To be sure, it constitutes a conversation piece. The Rube Goldberg-esque curiosity within the musical-instruments collections at the Smithsonian's National Museum of American History (NMAH) consists of two old-fashioned washboards bolted together and decked out with frying pans, a hubcap, pot lids, a wood block, a cowbell, tin plates and an old car horn with a rubber bulb. This manic, timpanic gizmo, dubbed a "full-dress" washboard by its musician creator, was the brainchild of a Philadelphia bluesman, Robert Young—a.k.a. Washboard Slim.

The washboard instrument, of course, long predates Young, who was born in 1900 and died just a few days short of his 90th birthday, not long after his final gig. It is a venerable component of American roots music, with variations that include the frattoir, a corrugated-metal breastplate often worn and played by members of New Orleans zydeco bands.
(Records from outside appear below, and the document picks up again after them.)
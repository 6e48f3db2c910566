//! Single-identity key container with sealed storage envelopes.
//!
//! An [`IdentityContainer`] holds at most one identity: a curve25519
//! keypair, the passphrase protecting it, and the name, email and
//! fingerprint derived from the public key. The container can
//!
//! - originate a fresh identity or restore one from a storage envelope,
//! - seal its secrets into a passphrase-encrypted envelope,
//! - exchange messages with other identities, optionally signed,
//! - encrypt and decrypt with a passphrase alone.
//!
//! Cryptography sits behind the [`CryptoEngine`] port. [`AgeEngine`] is the
//! bundled implementation.
//!
//! ```no_run
//! use keyseal::{AgeEngine, IdentityContainer, SecretString};
//!
//! # fn main() -> keyseal::Result<()> {
//! let passphrase = SecretString::from("correct horse battery staple".to_owned());
//! let mut alice = IdentityContainer::new(AgeEngine::default());
//! alice.originate("Alice", "alice@example.com", &passphrase)?;
//!
//! let sealed = alice.seal()?;
//!
//! let mut restored = IdentityContainer::new(AgeEngine::default());
//! restored.unseal(sealed.envelope.as_str(), &passphrase)?;
//! assert_eq!(restored.fingerprint(), alice.fingerprint());
//! # Ok(())
//! # }
//! ```

pub mod adapters;
pub mod config;
pub mod core;

pub use secrecy::SecretString;

pub use crate::adapters::engine::age_engine::AgeEngine;
pub use crate::config::app_config::{AppConfig, EngineConfig, OperationsConfig};
pub use crate::core::errors::{KeysealError, Result};
pub use crate::core::models::envelope::{Envelope, SealedStorage};
pub use crate::core::models::identity_summary::IdentitySummary;
pub use crate::core::models::message::{Compression, DecryptedMessage, Signing, Verification};
pub use crate::core::models::user_id::UserId;
pub use crate::core::services::identity_container::IdentityContainer;
pub use crate::core::services::shared_identity::SharedIdentity;
pub use crate::core::traits::engine::CryptoEngine;
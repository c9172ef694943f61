//! A byte-stream connection with a queued, single-writer output path.
//!
//! [`Connection`] owns one [`Transport`]. Producers on any thread call
//! [`Connection::write`], which only enqueues; a dedicated Tokio task drains
//! the queue in order and performs the socket writes. The queue is bounded:
//! a peer that cannot keep up is disconnected instead of stalling producers.
//!
//! Two termination protocols are available. [`Connection::close`] lets the
//! writer flush everything already queued before closing the stream, whereas
//! [`Connection::destroy`] discards queued data and aborts the stream.

mod counter;
mod id;
mod outbound;
mod shared;
mod state;
mod writer;

use std::{io, sync::Arc};

use bytes::Bytes;
pub use counter::active_connection_count;
use counter::ActiveConnection;
pub use id::ConnectionId;
use log::{error, info, warn};
use outbound::{Item, OutboundQueue};
use shared::Shared;
use state::Lifecycle;
pub use state::{CloseReason, ConnectionState};
use tokio::{io::AsyncReadExt, task::JoinHandle};
use tokio_util::sync::CancellationToken;
use writer::WriterTask;

use crate::{
    config::ConnectionConfig,
    error::ConnectionClosed,
    hooks::ConnectionHooks,
    transport::Transport,
};

/// A stream wrapper with a bounded, asynchronously drained write queue.
///
/// Writing never blocks and never fails from the caller's point of view;
/// liveness is observed through [`read`](Self::read) or
/// [`state`](Self::state). The connection is `Send + Sync`; share it across
/// threads with an [`Arc`].
///
/// Dropping the connection closes it gracefully.
///
/// # Examples
///
/// ```no_run
/// use tokio::net::TcpStream;
/// use wireconn::Connection;
///
/// # async fn demo() -> std::io::Result<()> {
/// let stream = TcpStream::connect("127.0.0.1:7878").await?;
/// let conn = Connection::new(stream, 64);
/// conn.write("hello");
/// conn.copy_and_write(b" world");
/// conn.close();
/// # Ok(())
/// # }
/// ```
pub struct Connection<T: Transport> {
    shared: Arc<Shared<T::ReadHalf>>,
    local_addr: Option<T::Addr>,
    peer_addr: Option<T::Addr>,
    writer: Option<JoinHandle<()>>,
}

impl<T: Transport> Connection<T> {
    /// Wrap `stream`, allowing at most `capacity` buffers to wait for the
    /// writer task.
    ///
    /// Any capacity is accepted; values beyond what a Tokio channel can hold
    /// are limited to that maximum.
    ///
    /// # Panics
    ///
    /// Panics if called outside a Tokio runtime, since the writer task is
    /// spawned immediately.
    #[must_use]
    pub fn new(stream: T, capacity: usize) -> Self {
        Self::with_config(
            stream,
            ConnectionConfig::default().write_queue_capacity(capacity),
            ConnectionHooks::default(),
        )
    }

    /// Wrap `stream` using the supplied configuration and hooks.
    ///
    /// # Panics
    ///
    /// Panics if called outside a Tokio runtime.
    #[must_use]
    pub fn with_config(stream: T, config: ConnectionConfig, hooks: ConnectionHooks) -> Self {
        let id = ConnectionId::next();
        let local_addr = lookup_addr(id, "local", stream.local_addr());
        let peer_addr = lookup_addr(id, "peer", stream.peer_addr());
        let (reader, writer) = stream.into_split();

        let closed = CancellationToken::new();
        let (queue, rx) = OutboundQueue::bounded(config.queue_capacity());
        let shared = Arc::new(Shared::new(
            id,
            config.queue_capacity(),
            Lifecycle::new(queue, closed.clone()),
            reader,
            closed,
            hooks,
        ));

        let active = ActiveConnection::register(id);
        info!(
            "connection opened: id={id}, peer={peer_addr:?}, wireconn_active_connections={}",
            active_connection_count()
        );
        let task = WriterTask::new(
            writer,
            rx,
            Arc::clone(&shared),
            config.aborts_on_destroy(),
            active,
        );
        let handle = tokio::spawn(task.run());

        Self {
            shared,
            local_addr,
            peer_addr,
            writer: Some(handle),
        }
    }

    /// Queue `buf` for writing.
    ///
    /// Ownership of the buffer passes to the connection. Empty buffers and
    /// writes after [`close`](Self::close) or [`destroy`](Self::destroy) are
    /// ignored. If the queue is already full the connection is destroyed and
    /// `buf` is discarded.
    ///
    /// Buffers are written in the order their `write` calls acquired the
    /// connection lock.
    pub fn write(&self, buf: impl Into<Bytes>) {
        let buf = buf.into();
        let teardown = {
            let mut lifecycle = self.shared.lock();
            if !lifecycle.is_open() || buf.is_empty() {
                return;
            }
            lifecycle.enqueue(Item::Data(buf))
        };
        self.shared.after_teardown(teardown);
    }

    /// Copy `buf` and queue the copy, leaving the caller free to reuse it.
    pub fn copy_and_write(&self, buf: &[u8]) { self.write(Bytes::copy_from_slice(buf)); }

    /// Stop accepting writes and close the stream once queued data is
    /// written.
    ///
    /// Never waits for I/O. Has no effect unless the connection is open. If
    /// the queue has no room for the stop marker the connection is destroyed
    /// instead.
    pub fn close(&self) {
        let teardown = self.shared.lock().begin_close();
        self.shared.after_teardown(teardown);
    }

    /// Discard queued data and abort the stream.
    ///
    /// The connection stops accepting writes and pending reads fail before
    /// this returns, but the stream itself is closed by the writer task the
    /// next time it runs. Await [`closed`](Self::closed) or
    /// [`join`](Self::join) to observe teardown.
    ///
    /// Has no effect unless the connection is open; in particular it does not
    /// interrupt a graceful close already in progress.
    pub fn destroy(&self) {
        let teardown = {
            let mut lifecycle = self.shared.lock();
            if !lifecycle.is_open() {
                return;
            }
            lifecycle.destroy(CloseReason::Aborted)
        };
        self.shared.after_teardown(teardown);
    }

    /// Read bytes from the stream into `buf`.
    ///
    /// Reads are unbuffered and pass straight through to the transport. The
    /// connection assumes a single logical reader: concurrent calls are
    /// serialised but the order in which they observe data is unspecified.
    ///
    /// # Errors
    ///
    /// Returns transport errors unchanged. Once the connection is torn down,
    /// pending and future reads fail with [`io::ErrorKind::NotConnected`]
    /// wrapping [`ConnectionClosed`].
    pub async fn read(&self, buf: &mut [u8]) -> io::Result<usize> {
        let mut guard = self.shared.reader.lock().await;
        if self.shared.closed.is_cancelled() {
            guard.take();
        }
        let Some(reader) = guard.as_mut() else {
            return Err(ConnectionClosed.into());
        };
        let outcome = tokio::select! {
            biased;
            () = self.shared.closed.cancelled() => None,
            res = reader.read(buf) => Some(res),
        };
        if let Some(res) = outcome {
            return res;
        }
        guard.take();
        Err(ConnectionClosed.into())
    }

    /// Address of the local endpoint, captured at construction.
    #[must_use]
    pub fn local_addr(&self) -> Option<T::Addr> { self.local_addr.clone() }

    /// Address of the remote endpoint, captured at construction.
    #[must_use]
    pub fn remote_addr(&self) -> Option<T::Addr> { self.peer_addr.clone() }

    /// Identifier used in diagnostics for this connection.
    #[must_use]
    pub fn id(&self) -> ConnectionId { self.shared.id }

    /// Configured outbound queue capacity.
    #[must_use]
    pub fn capacity(&self) -> usize { self.shared.capacity }

    /// Current lifecycle state.
    #[must_use]
    pub fn state(&self) -> ConnectionState { self.shared.lock().state() }

    /// Returns `true` while writes are accepted.
    #[must_use]
    pub fn is_open(&self) -> bool { self.state().is_open() }

    /// Reason the connection was destroyed, if it has been.
    #[must_use]
    pub fn close_reason(&self) -> Option<CloseReason> { self.state().close_reason() }

    /// Wait until teardown has begun, whether by destroy, overflow, a write
    /// failure, or the end of a graceful close.
    pub async fn closed(&self) { self.shared.closed.cancelled().await; }

    /// Close the connection gracefully and wait for the writer task to
    /// finish, returning why the connection ended.
    pub async fn join(mut self) -> CloseReason {
        self.close();
        if let Some(handle) = self.writer.take()
            && let Err(e) = handle.await
        {
            error!("writer task failed: id={}, error={e}", self.shared.id);
        }
        let teardown = self.shared.lock().destroy(CloseReason::Aborted);
        self.shared.after_teardown(teardown);
        self.close_reason().unwrap_or(CloseReason::Aborted)
    }
}

impl<T: Transport> Drop for Connection<T> {
    fn drop(&mut self) { self.close(); }
}

impl<T: Transport> std::fmt::Debug for Connection<T> {
    fn fmt(&self, f: &mut std::fmt::Formatter<'_>) -> std::fmt::Result {
        f.debug_struct("Connection")
            .field("id", &self.shared.id)
            .field("state", &self.state())
            .field("local_addr", &self.local_addr)
            .field("peer_addr", &self.peer_addr)
            .finish_non_exhaustive()
    }
}

fn lookup_addr<A>(id: ConnectionId, which: &str, addr: io::Result<A>) -> Option<A> {
    match addr {
        Ok(addr) => Some(addr),
        Err(e) => {
            warn!("Failed to retrieve {which} address: id={id}, error={e}");
            None
        }
    }
}
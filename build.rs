//! Build script generating manual pages from the CLI definition.

use std::{fs, path::PathBuf};

use clap::CommandFactory;
use clap_mangen::Man;

#[path = "src/cli.rs"]
mod cli;

fn main() -> Result<(), Box<dyn std::error::Error>> {
    println!("cargo:rerun-if-changed=src/cli.rs");

    let out_dir = PathBuf::from("target/generated-man");
    fs::create_dir_all(&out_dir)?;

    let cmd = cli::Cli::command();
    let man = Man::new(cmd);
    let mut buf: Vec<u8> = Vec::new();
    man.render(&mut buf)?;
    fs::write(out_dir.join("wireconn.1"), buf)?;

    Ok(())
}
Young's innovation was to attach a board to the instrument's base, creating a kind of narrow platform. He balanced that extension on a chair and sat on it, gripping the washboard, attached at the other end of the board, between his knees. This ingenious arrangement kept both hands free, enabling Young to produce a remarkable variety of percussive sounds, the result of using everything from door hinges to thimbles as his inspired, idiosyncratic drumsticks. "Young didn't put anything on that washboard without a purpose," says Gary Sturm, the curator of musical instruments. "He was making a selection of shapes and sizes for a variety of sounds, and the selection wasn't as random as it may seem. When he added a cowbell, it had to be just the right cowbell."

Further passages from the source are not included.